═══ Records for the exercise

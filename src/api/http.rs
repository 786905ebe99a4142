// HTTP client for the register API: shared rate-limited transport plus the
// building operations, with a response cache for reads.

use std::num::NonZeroU32;
use std::sync::Arc;
use std::time::Duration;

use async_trait::async_trait;
use governor::{DefaultDirectRateLimiter, Jitter, Quota, RateLimiter};
use moka::future::Cache;
use reqwest::{Method, Response};
use serde::de::DeserializeOwned;
use serde::{Deserialize, Serialize};
use tracing::debug;

use crate::api::{lifecycle, ApiError, BuildingApi};
use crate::config::{ApiConfig, CacheConfig};
use crate::models::{Building, BuildingStatus, BuildingWork, TransitionParameter};

/// Rate-limited JSON transport shared by the building client and the
/// construction project store.
#[derive(Debug)]
pub struct GwrTransport {
    http: reqwest::Client,
    base_url: String,
    token: Option<String>,
    rate_limiter: Arc<DefaultDirectRateLimiter>,
}

impl GwrTransport {
    pub fn new(config: &ApiConfig) -> Self {
        let per_second =
            NonZeroU32::new(config.rate_limit.requests_per_second).unwrap_or(NonZeroU32::MIN);
        let burst = NonZeroU32::new(config.rate_limit.burst_capacity).unwrap_or(NonZeroU32::MIN);
        let quota = Quota::per_second(per_second).allow_burst(burst);

        Self {
            http: reqwest::Client::new(),
            base_url: config.base_url.trim_end_matches('/').to_string(),
            token: config.token.clone(),
            rate_limiter: Arc::new(RateLimiter::direct(quota)),
        }
    }

    pub async fn get_json<T: DeserializeOwned>(&self, path: &str) -> Result<T, ApiError> {
        let response = self.send(Method::GET, path, None::<&()>).await?;
        let text = response.text().await?;
        Ok(serde_json::from_str(&text)?)
    }

    pub async fn post_json<B: Serialize, T: DeserializeOwned>(
        &self,
        path: &str,
        body: &B,
    ) -> Result<T, ApiError> {
        let response = self.send(Method::POST, path, Some(body)).await?;
        let text = response.text().await?;
        Ok(serde_json::from_str(&text)?)
    }

    pub async fn post_no_content<B: Serialize>(&self, path: &str, body: &B) -> Result<(), ApiError> {
        self.send(Method::POST, path, Some(body)).await?;
        Ok(())
    }

    pub async fn put_no_content<B: Serialize>(&self, path: &str, body: &B) -> Result<(), ApiError> {
        self.send(Method::PUT, path, Some(body)).await?;
        Ok(())
    }

    async fn send<B: Serialize>(
        &self,
        method: Method,
        path: &str,
        body: Option<&B>,
    ) -> Result<Response, ApiError> {
        self.rate_limiter
            .until_ready_with_jitter(Jitter::up_to(Duration::from_millis(100)))
            .await;

        let url = format!("{}{}", self.base_url, path);
        debug!(%method, %url, "register API request");

        let mut request = self.http.request(method, &url);
        if let Some(token) = &self.token {
            request = request.bearer_auth(token);
        }
        if let Some(body) = body {
            request = request.json(body);
        }

        let response = request.send().await?;
        if response.status().is_success() {
            return Ok(response);
        }
        Err(api_error_from_response(response).await)
    }
}

/// Validation payload the register attaches to rejected writes.
#[derive(Debug, Deserialize)]
struct ErrorBody {
    #[serde(default)]
    message: Option<String>,
    #[serde(default)]
    errors: Vec<String>,
}

async fn api_error_from_response(response: Response) -> ApiError {
    let status = response.status().as_u16();
    let text = response.text().await.unwrap_or_default();
    match serde_json::from_str::<ErrorBody>(&text) {
        Ok(body) => ApiError::Http {
            status,
            message: body.message.unwrap_or_else(|| format!("HTTP {status}")),
            field_errors: body.errors,
        },
        Err(_) => ApiError::Http {
            status,
            message: if text.is_empty() {
                format!("HTTP {status}")
            } else {
                text
            },
            field_errors: vec![],
        },
    }
}

#[derive(Debug, Serialize)]
struct TransitionBody {
    #[serde(rename = "currentStatus")]
    current_status: BuildingStatus,
    #[serde(rename = "newStatus")]
    new_status: BuildingStatus,
}

/// Register building client backed by [`GwrTransport`] with a read cache.
#[derive(Debug)]
pub struct HttpBuildingApi {
    transport: Arc<GwrTransport>,
    cache: Cache<u64, Building>,
}

impl HttpBuildingApi {
    pub fn new(transport: Arc<GwrTransport>, cache_config: &CacheConfig) -> Self {
        let cache = Cache::builder()
            .max_capacity(cache_config.max_capacity)
            .time_to_live(Duration::from_secs(cache_config.ttl_seconds))
            .build();
        Self { transport, cache }
    }
}

#[async_trait]
impl BuildingApi for HttpBuildingApi {
    async fn get_from_cache_or_api(&self, egid: u64) -> Result<Building, ApiError> {
        if let Some(building) = self.cache.get(&egid).await {
            debug!(egid, "building cache hit");
            return Ok(building);
        }
        let building: Building = self.transport.get_json(&format!("/buildings/{egid}")).await?;
        self.cache.insert(egid, building.clone()).await;
        Ok(building)
    }

    async fn clear_cache(&self, egid: u64) {
        self.cache.invalidate(&egid).await;
    }

    async fn create(&self, building: &Building) -> Result<Building, ApiError> {
        self.transport.post_json("/buildings", building).await
    }

    async fn update(&self, building: &Building) -> Result<(), ApiError> {
        let egid = building.egid.ok_or(ApiError::MissingEgid)?;
        self.transport
            .put_no_content(&format!("/buildings/{egid}"), building)
            .await
    }

    async fn bind_to_construction_project(
        &self,
        project_id: u64,
        egid: u64,
        work: &BuildingWork,
    ) -> Result<(), ApiError> {
        self.transport
            .put_no_content(
                &format!("/constructionprojects/{project_id}/work/{egid}"),
                work,
            )
            .await
    }

    async fn transition_state(
        &self,
        building: &Building,
        current: BuildingStatus,
        new: BuildingStatus,
    ) -> Result<(), ApiError> {
        if !lifecycle::next_valid_states(current).contains(&new) {
            return Err(ApiError::InvalidTransition {
                from: current,
                to: new,
            });
        }
        let egid = building.egid.ok_or(ApiError::MissingEgid)?;
        self.transport
            .post_no_content(
                &format!("/buildings/{egid}/status"),
                &TransitionBody {
                    current_status: current,
                    new_status: new,
                },
            )
            .await
    }

    fn next_valid_states(&self, status: BuildingStatus) -> Vec<BuildingStatus> {
        lifecycle::next_valid_states(status)
    }

    fn change_parameters(
        &self,
        current: BuildingStatus,
        new: BuildingStatus,
    ) -> Vec<TransitionParameter> {
        lifecycle::change_parameters(current, new)
    }

    fn correction_parameters(&self, new: BuildingStatus) -> Vec<TransitionParameter> {
        lifecycle::correction_parameters(new)
    }
}
//! Render pipe statistics.

/// Counters accumulated by the render pipe since the last
/// [`begin_frame`](crate::SkeletonRenderPipe::begin_frame).
#[derive(Debug, Clone, Copy, Default, PartialEq, Eq)]
pub struct RenderStats {
    /// Renderables walked.
    pub renderables: u32,
    /// Unclipped entries submitted to the batcher.
    pub entries_submitted: u32,
    /// Clipped entries submitted to the batcher.
    pub clipped_entries: u32,
    /// Attachments skipped because clipping removed every triangle.
    pub clipped_away: u32,
    /// Slot objects handed to the scene collector.
    pub slot_objects_collected: u32,
    /// Renderables whose visible attachment set changed.
    pub attachment_changes: u32,
}

impl RenderStats {
    /// Total entries submitted, clipped or not.
    #[must_use]
    pub fn total_entries(&self) -> u32 {
        self.entries_submitted + self.clipped_entries
    }

    /// Share of submitted entries that went through the clipper.
    #[must_use]
    #[allow(clippy::cast_precision_loss)]
    pub fn clipped_ratio(&self) -> f32 {
        let total = self.total_entries();
        if total > 0 {
            self.clipped_entries as f32 / total as f32
        } else {
            0.0
        }
    }
}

══════

▸ **What the task requires**:
Lines in the records above that carry the word "reqwest" are to be located and copied.

▸ **Reply to the task**:
use reqwest::{Method, Response};
    http: reqwest::Client,
            http: reqwest::Client::new(),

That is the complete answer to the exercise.